WHAT IS BEING ASKED :: Exactly as written, give again the line with "fn load_any_public_key(path: &Path)" and all subsequent lines through the end of the records.

--- INFORMATION SUPPLIED Enclosed Below ---

use std::path::{Path, PathBuf};

use secrecy::ExposeSecret;
use zeroize::Zeroizing;

use sealkit_core::{KeyPair, PrivateKey, PublicKey};

use crate::cli::{Cli, KeygenArgs};
use crate::config::SealkitConfig;
use crate::helpers::{prompt_new_password, prompt_password};

pub const PUBLIC_KEY_FILE: &str = "public.pem";
pub const PRIVATE_KEY_FILE: &str = "private.pem";

pub fn handle_keygen(cli: &Cli, config: &SealkitConfig, args: &KeygenArgs) -> anyhow::Result<()> {
    let out_dir = PathBuf::from(&args.out_dir);
    let public_path = out_dir.join(PUBLIC_KEY_FILE);
    let private_path = out_dir.join(PRIVATE_KEY_FILE);
    if !args.force {
        for path in [&public_path, &private_path] {
            if path.exists() {
                return Err(anyhow::anyhow!(
                    "{} already exists.\nHint: Pass --force to replace it.",
                    path.display()
                ));
            }
        }
    }

    let params = config.key_params(args.bits, args.key_cipher.as_deref())?;
    let password = if args.encrypt {
        Some(prompt_new_password("Private key password")?)
    } else {
        None
    };
    let password = password.as_ref().map(|value| value.expose_secret());

    std::fs::create_dir_all(&out_dir).map_err(|e| {
        anyhow::anyhow!("Failed to create directory {}: {}", out_dir.display(), e)
    })?;

    if !cli.quiet {
        eprintln!("Generating {}-bit RSA key pair...", params.bits);
    }
    let pair = KeyPair::generate(password, &params)?;
    pair.export_to_files(&public_path, &private_path, password)?;

    if !cli.quiet {
        println!("Public key: {}", public_path.display());
        println!(
            "Private key: {}{}",
            private_path.display(),
            if password.is_some() { " (encrypted)" } else { "" }
        );
        println!("Fingerprint: {}", pair.fingerprint());
    } else {
        println!("{}", pair.fingerprint());
    }
    Ok(())
}

pub fn handle_fingerprint(key: &str) -> anyhow::Result<()> {
    let public = load_any_public_key(Path::new(key))?;
    println!("{}", public.fingerprint());
    Ok(())
}

/// Load a private key file, prompting for its password when it is locked.
pub fn load_private_key(path: &Path) -> anyhow::Result<PrivateKey> {
    let pem = read_key_file(path)?;
    if pem.contains("ENCRYPTED PRIVATE KEY") {
        let password = prompt_password("Private key password")?;
        return Ok(PrivateKey::import(&pem, Some(password.expose_secret()))?);
    }
    Ok(PrivateKey::import(&pem, None)?)
}

/// Public key of either kind of key file.
fn load_any_public_key(path: &Path) -> anyhow::Result<PublicKey> {
    let pem = read_key_file(path)?;
    if pem.contains("PRIVATE KEY-----") {
        return Ok(load_private_key(path)?.public_key()?);
    }
    Ok(PublicKey::import(&pem)?)
}

fn read_key_file(path: &Path) -> anyhow::Result<Zeroizing<String>> {
    std::fs::read_to_string(path)
        .map(Zeroizing::new)
        .map_err(|e| anyhow::anyhow!("Failed to read key {}: {}", path.display(), e))
}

--- End of Enclosed INFORMATION SUPPLIED ---

OUTPUT FOR THIS TASK ::
fn load_any_public_key(path: &Path) -> anyhow::Result<PublicKey> {
    let pem = read_key_file(path)?;
    if pem.contains("PRIVATE KEY-----") {
        return Ok(load_private_key(path)?.public_key()?);
    }
    Ok(PublicKey::import(&pem)?)
}

fn read_key_file(path: &Path) -> anyhow::Result<Zeroizing<String>> {
    std::fs::read_to_string(path)
        .map(Zeroizing::new)
        .map_err(|e| anyhow::anyhow!("Failed to read key {}: {}", path.display(), e))
}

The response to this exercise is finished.